What are strain and stress and how do they apply to mechanical ventilation and ventilator-induced lung injury?

To prevent lung injury during mechanical ventilation, the factors causing most injury to the lungs must be identified. In the centuries-old engineering field of materials science, limits of maximal stress and strain are listed as key possible causes for materials to fail and rupture under the action of external loads. Recently, these concepts of stress and strain have been applied to increase understanding of mechanisms of injury during mechanical ventilation7-9 and better explain the positive clinical outcomes associated with lung protective ventilation5,7,9-11.

Stress is defined as a force divided by the area over which it is applied. Intuitively, if a fixed force is distributed throughout a large cross-sectional area of lung tissue, the force per unit area (i.e., stress) will be smaller than if that same force were distributed over a smaller area of lung tissue. More stress is expected to increase the risk of injury.

Strain is a measure of a change in the dimension of a structure from its original dimension. For instance, linear strain is defined as change in length divided by the original length (fig. 1). The most pertinent strain in ventilation is the volumetric strain created by inspiration and expiration. Volumetric strain is defined as change in volume divided by initial volume. In elastic materials, strain is directly proportional to stress. Volumetric strain during ventilation has both static and dynamic components and is heterogeneous throughout the lungs7.

Fig. 1.

Fig. 1.

Driving pressure (ΔP) is calculated as the difference between plateau pressure (Pplat) and positive end-expiratory pressure (PEEP). Driving pressure is composed of two pressures: that distributed to the lung itself, the transpulmonary pressure (ΔPL), and that applied to the chest wall (ΔPcw). Rearrangement of the standard respiratory system compliance (CRS) equation leads to driving pressure as equal to the tidal volume (VT) divided by CRS. Strain is a measure of material deformation relative to its original state. For example, the linear displacement of a spring (ΔL) relative to its rest length (Lo), or equivalently the ratio of VT to residual functional capacity (FRC). As CRS changes in proportion to FCR, i.e FRC=k × CRS, VT/CRS is an approximation of tidal volume normalized to FRC, and ΔP is proportional to lung strain. TLC=Total lung capacity. VL = lung volume.

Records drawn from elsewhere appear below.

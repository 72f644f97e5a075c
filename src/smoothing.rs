use crate::rolling_window::RollingWindow;
use crate::types::{HandFrame, Keypoint, NUM_LANDMARKS};

/// Ventana por defecto del filtro de media móvil
pub const DEFAULT_SMOOTHING_WINDOW: usize = 5;

/// Media móvil sobre las últimas N muestras (x, y) de un punto clave.
/// Mientras la ventana no se llena, promedia las muestras que haya.
#[derive(Debug, Clone)]
pub struct MovingAverageFilter {
    x_history: RollingWindow<f32>,
    y_history: RollingWindow<f32>,
}

impl MovingAverageFilter {
    pub fn new(window_size: usize) -> Self {
        Self {
            x_history: RollingWindow::new(window_size),
            y_history: RollingWindow::new(window_size),
        }
    }

    pub fn update(&mut self, x: f32, y: f32) -> (f32, f32) {
        self.x_history.push(x);
        self.y_history.push(y);

        // Nunca vacías tras el push
        let smoothed_x = self.x_history.mean().unwrap_or(x);
        let smoothed_y = self.y_history.mean().unwrap_or(y);
        (smoothed_x, smoothed_y)
    }

    pub fn reset(&mut self) {
        self.x_history.clear();
        self.y_history.clear();
    }

    pub fn len(&self) -> usize {
        self.x_history.len()
    }

    pub fn is_empty(&self) -> bool {
        self.x_history.is_empty()
    }
}

impl Default for MovingAverageFilter {
    fn default() -> Self {
        Self::new(DEFAULT_SMOOTHING_WINDOW)
    }
}

/// Un filtro por punto clave (21). Suaviza x/y; z, lateralidad y confianza pasan intactos.
#[derive(Debug, Clone)]
pub struct HandSmoother {
    filters: [MovingAverageFilter; NUM_LANDMARKS],
}

impl HandSmoother {
    pub fn new(window_size: usize) -> Self {
        Self {
            filters: std::array::from_fn(|_| MovingAverageFilter::new(window_size)),
        }
    }

    pub fn smooth(&mut self, frame: &HandFrame) -> HandFrame {
        let raw = frame.keypoints();
        let keypoints: [Keypoint; NUM_LANDMARKS] = std::array::from_fn(|i| {
            let (x, y) = self.filters[i].update(raw[i].x, raw[i].y);
            Keypoint::new(x, y, raw[i].z)
        });
        HandFrame::new(keypoints, frame.handedness(), frame.confidence())
    }

    /// Se llama cuando se pierde el seguimiento de la mano
    pub fn reset(&mut self) {
        for filter in self.filters.iter_mut() {
            filter.reset();
        }
    }

    pub fn is_empty(&self) -> bool {
        self.filters.iter().all(|f| f.is_empty())
    }
}

impl Default for HandSmoother {
    fn default() -> Self {
        Self::new(DEFAULT_SMOOTHING_WINDOW)
    }
}

#[cfg(test)]
mod tests {
    use super::*;
    use crate::types::{Handedness, Landmark};

    fn uniform_frame(x: f32, y: f32) -> HandFrame {
        HandFrame::new(
            [Keypoint::new(x, y, -0.1); NUM_LANDMARKS],
            Handedness::Right,
            0.8,
        )
    }

    #[test]
    fn partial_window_averages_available_samples() {
        let mut filter = MovingAverageFilter::new(5);
        assert_eq!(filter.update(10.0, 0.0), (10.0, 0.0));
        assert_eq!(filter.update(20.0, 4.0), (15.0, 2.0));
    }

    #[test]
    fn full_window_drops_oldest_sample() {
        let mut filter = MovingAverageFilter::new(3);
        filter.update(0.0, 0.0);
        filter.update(3.0, 3.0);
        filter.update(6.0, 6.0);
        // 0 expulsado: media de 3, 6, 9
        assert_eq!(filter.update(9.0, 9.0), (6.0, 6.0));
        assert_eq!(filter.len(), 3);
    }

    #[test]
    fn reset_clears_history() {
        let mut filter = MovingAverageFilter::new(5);
        filter.update(100.0, 100.0);
        filter.reset();
        assert!(filter.is_empty());
        assert_eq!(filter.update(2.0, 4.0), (2.0, 4.0));
    }

    #[test]
    fn hand_smoother_filters_each_keypoint_independently() {
        let mut smoother = HandSmoother::new(2);
        smoother.smooth(&uniform_frame(0.0, 0.0));
        let out = smoother.smooth(&uniform_frame(10.0, 20.0));

        let wrist = out.keypoint(Landmark::Wrist);
        assert_eq!(wrist.xy(), (5.0, 10.0));
        assert_eq!(wrist.z, -0.1);
        assert_eq!(out.handedness(), Handedness::Right);
        assert_eq!(out.confidence(), 0.8);

        smoother.reset();
        assert!(smoother.is_empty());
    }
}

What is the relevance of these concepts for prevention of lung injury?

During tidal breathing, the change in lung volume is represented by VT and the initial lung volume corresponds to the functional residual capacity (FRC). Global volumetric lung strain can, thus, be estimated as VT/FRC. This relationship shows that reduction of VT lowers lung strain, and also that FRC can have an effect on strain. The markedly low FRC of ARDS patients emphasizes the relevance of this concept. For instance, with a VT=500 ml, a healthy lung during anesthesia (FRC=2000 ml) would have a strain of 25% (=500/2000). That same VT in an ARDS patient (FRC=500 ml) would produce a strain of 100% (=500/500), a fourfold increase in strain and risk of injury.

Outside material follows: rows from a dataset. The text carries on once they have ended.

use std::collections::VecDeque;

/// Buffer FIFO de capacidad fija: al llenarse descarta la muestra más antigua.
/// La capacidad se fija al construir y nunca cambia.
#[derive(Debug, Clone)]
pub struct RollingWindow<T> {
    buffer: VecDeque<T>,
    capacity: usize,
}

impl<T> RollingWindow<T> {
    /// Crea una ventana vacía. Una capacidad de 0 se eleva a 1.
    pub fn new(capacity: usize) -> Self {
        let capacity = capacity.max(1);
        Self {
            buffer: VecDeque::with_capacity(capacity),
            capacity,
        }
    }

    /// Añade una muestra; retorna la expulsada si la ventana estaba llena
    pub fn push(&mut self, value: T) -> Option<T> {
        let evicted = if self.buffer.len() >= self.capacity {
            self.buffer.pop_front()
        } else {
            None
        };
        self.buffer.push_back(value);
        evicted
    }

    pub fn len(&self) -> usize {
        self.buffer.len()
    }

    pub fn is_empty(&self) -> bool {
        self.buffer.is_empty()
    }

    pub fn is_full(&self) -> bool {
        self.buffer.len() >= self.capacity
    }

    pub fn capacity(&self) -> usize {
        self.capacity
    }

    /// Muestra más antigua
    pub fn first(&self) -> Option<&T> {
        self.buffer.front()
    }

    /// Muestra más reciente
    pub fn last(&self) -> Option<&T> {
        self.buffer.back()
    }

    pub fn iter(&self) -> impl Iterator<Item = &T> {
        self.buffer.iter()
    }

    pub fn clear(&mut self) {
        self.buffer.clear();
    }
}

impl RollingWindow<f32> {
    /// Media aritmética de las muestras presentes (ventanas parciales incluidas)
    pub fn mean(&self) -> Option<f32> {
        if self.buffer.is_empty() {
            return None;
        }
        let sum: f32 = self.buffer.iter().sum();
        Some(sum / self.buffer.len() as f32)
    }
}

These considerations also suggest that, while reducing VT is important in surgical and ARDS patients4,12, VT is not the final determinant of lung injury. This is because it does not take the size of lung parenchyma to which that VT applies (FRC) into account. Consequently, simply controlling VT is not enough to minimize injurious lung strain. These arguments are consistent with recent clinical outcome results in ARDS and surgical patients showing that the effect of VT on clinical outcomes are mediated by a variable associated with lung strain5,6,11.

The heterogeneity of lung expansion, e.g., as lung derecruitment develops, also increases the risk for lung injury. This is because this heterogeneity can produce regional strains larger than whole-lung strains in healthy and inflamed lungs of anesthetized ventilated large animals even if those whole-lung strains are acceptable7,13. Theoretical computations indicated that in heterogeneously inflated lungs, regional pressures could be substantially larger than whole-lung pressures, by as much as 3-4 times when an atelectatic area is surrounded by expanded lung14. Systemic inflammation, a common clinical finding, amplifies the injurious effect of strain9,15.

What is driving pressure and how is it measured?

Driving pressure is defined as plateau pressure (Pplat) minus PEEP (fig. 1)16. Plateau pressure is measured at the end of an inspiratory pause during volume-controlled constant flow ventilation and at the end of inspiration during pressure-controlled ventilation. Accordingly, in the absence of respiratory muscle effort by the patient, driving pressure is the pressure above PEEP applied to the entire respiratory system to achieve tidal ventilation. A caveat on the computation of plateau pressures is that they cannot be presumed to represent end-inspiratory alveolar pressures when end-inspiratory flows are not zero, indicating lack of equilibration between airway and alveolar pressures. During volume-controlled ventilation, an inspiratory pause ≥3 seconds provides best accuracy for Pplat measurements in normal and diseased lungs.17,18 Short inspiratory pauses of 0.5 second overestimate Pplat by 11% in ARDS patients and 17% in COPD patients.17 Examination of the airway pressure tracing available in current anesthesia machines for the presence of a plateau at the end of the inspiratory pause allows for better decision on reliability of Pplat measurement. Auto-PEEP is another potential source of error by leading to driving pressure overestimation as the end-expiratory pressure in alveolar units would be higher than the PEEP set in the ventilator and used to compute the driving pressure.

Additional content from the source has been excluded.